Work required. Start with the first line of the material. Repeat each line exactly through the one that contains "pub fn icon_or_default(icon: &str)".

Excerpted data.
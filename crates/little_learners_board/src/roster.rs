//! Builds the starting roster from setup choices.

use crate::types::{Player, PlayerColor};
use tracing::{debug, info, instrument};

/// Icon keys offered at setup, in the order defaults are handed out.
pub const ICON_KEYS: [&str; 10] = [
    "user", "smile", "bot", "ghost", "crown", "rocket", "star", "zap", "gamepad", "heart",
];

/// Smallest roster.
pub const MIN_PLAYERS: usize = 1;

/// Largest roster (one per token color).
pub const MAX_PLAYERS: usize = 4;

/// Returns `icon` if it is a known key, otherwise the first key.
pub fn icon_or_default(icon: &str) -> &str {
    if ICON_KEYS.contains(&icon) {
        icon
    } else {
        ICON_KEYS[0]
    }
}

/// Roster setup rejected.
#[derive(Debug, Clone, PartialEq, Eq, derive_more::Display)]
pub enum RosterError {
    /// Player count outside `MIN_PLAYERS..=MAX_PLAYERS`.
    #[display("Player count {} is not between {} and {}", _0, MIN_PLAYERS, MAX_PLAYERS)]
    BadCount(usize),

    /// A seat index beyond the chosen count.
    #[display("No seat {} in a roster of {}", seat, count)]
    NoSuchSeat {
        /// Requested seat.
        seat: usize,
        /// Roster size.
        count: usize,
    },
}

impl std::error::Error for RosterError {}

/// Collects per-seat names and icons, then produces players.
///
/// Seats default to `"Player N"` with icons handed out in [`ICON_KEYS`] order.
#[derive(Debug, Clone)]
pub struct RosterBuilder {
    names: Vec<String>,
    icons: Vec<String>,
}

impl RosterBuilder {
    /// Starts a roster of `count` seats.
    #[instrument]
    pub fn new(count: usize) -> Result<Self, RosterError> {
        if !(MIN_PLAYERS..=MAX_PLAYERS).contains(&count) {
            return Err(RosterError::BadCount(count));
        }
        let names = (0..count).map(|i| format!("Player {}", i + 1)).collect();
        let icons = (0..count)
            .map(|i| ICON_KEYS[i % ICON_KEYS.len()].to_string())
            .collect();
        debug!(count, "Roster started");
        Ok(Self { names, icons })
    }

    /// Number of seats.
    pub fn count(&self) -> usize {
        self.names.len()
    }

    /// Sets the name for a seat.
    #[instrument(skip(self, name))]
    pub fn name(mut self, seat: usize, name: impl Into<String>) -> Result<Self, RosterError> {
        let count = self.count();
        let slot = self
            .names
            .get_mut(seat)
            .ok_or(RosterError::NoSuchSeat { seat, count })?;
        *slot = name.into();
        Ok(self)
    }

    /// Sets the icon for a seat. The key is stored as given.
    #[instrument(skip(self, icon))]
    pub fn icon(mut self, seat: usize, icon: impl Into<String>) -> Result<Self, RosterError> {
        let count = self.count();
        let slot = self
            .icons
            .get_mut(seat)
            .ok_or(RosterError::NoSuchSeat { seat, count })?;
        *slot = icon.into();
        Ok(self)
    }

    /// Produces the roster: ids and colors follow seat order, everyone at the
    /// start tile.
    #[instrument(skip(self), fields(count = self.count()))]
    pub fn build(self) -> Vec<Player> {
        let players: Vec<Player> = self
            .names
            .into_iter()
            .zip(self.icons)
            .zip(PlayerColor::SEATS)
            .enumerate()
            .map(|(seat, ((name, icon), color))| Player::new(seat as u32, name, color, icon))
            .collect();
        info!(count = players.len(), "Roster built");
        players
    }
}

#[cfg(test)]
mod tests {
    use super::*;

    #[test]
    fn test_defaults() {
        let players = RosterBuilder::new(3).unwrap().build();
        let names: Vec<&str> = players.iter().map(|p| p.name().as_str()).collect();
        let icons: Vec<&str> = players.iter().map(|p| p.icon().as_str()).collect();
        assert_eq!(names, ["Player 1", "Player 2", "Player 3"]);
        assert_eq!(icons, ["user", "smile", "bot"]);
        assert!(players.iter().all(|p| *p.position() == 0 && !p.is_finished()));
    }

    #[test]
    fn test_colors_follow_seat_order() {
        let players = RosterBuilder::new(4).unwrap().build();
        let colors: Vec<PlayerColor> = players.iter().map(|p| *p.color()).collect();
        assert_eq!(colors, PlayerColor::SEATS);
        let ids: Vec<u32> = players.iter().map(|p| *p.id()).collect();
        assert_eq!(ids, [0, 1, 2, 3]);
    }

    #[test]
    fn test_custom_names_and_icons() {
        let players = RosterBuilder::new(2)
            .and_then(|b| b.name(0, "Amina"))
            .and_then(|b| b.icon(1, "rocket"))
            .unwrap()
            .build();
        assert_eq!(players[0].name(), "Amina");
        assert_eq!(players[1].icon(), "rocket");
    }

    #[test]
    fn test_rejects_bad_counts() {
        assert_eq!(RosterBuilder::new(0).unwrap_err(), RosterError::BadCount(0));
        assert_eq!(RosterBuilder::new(5).unwrap_err(), RosterError::BadCount(5));
    }

    #[test]
    fn test_rejects_unknown_seat() {
        let err = RosterBuilder::new(1).unwrap().name(2, "Zed").unwrap_err();
        assert_eq!(err, RosterError::NoSuchSeat { seat: 2, count: 1 });
    }

    #[test]
    fn test_icon_fallback() {
        assert_eq!(icon_or_default("crown"), "crown");
        assert_eq!(icon_or_default("dragon"), "user");
    }
}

Written solution.
filename crates/little_learners_board/src/roster.rs
//! Builds the starting roster from setup choices.

use crate::types::{Player, PlayerColor};
use tracing::{debug, info, instrument};

/// Icon keys offered at setup, in the order defaults are handed out.
pub const ICON_KEYS: [&str; 10] = [
    "user", "smile", "bot", "ghost", "crown", "rocket", "star", "zap", "gamepad", "heart",
];

/// Smallest roster.
pub const MIN_PLAYERS: usize = 1;

/// Largest roster (one per token color).
pub const MAX_PLAYERS: usize = 4;

/// Returns `icon` if it is a known key, otherwise the first key.
pub fn icon_or_default(icon: &str) -> &str {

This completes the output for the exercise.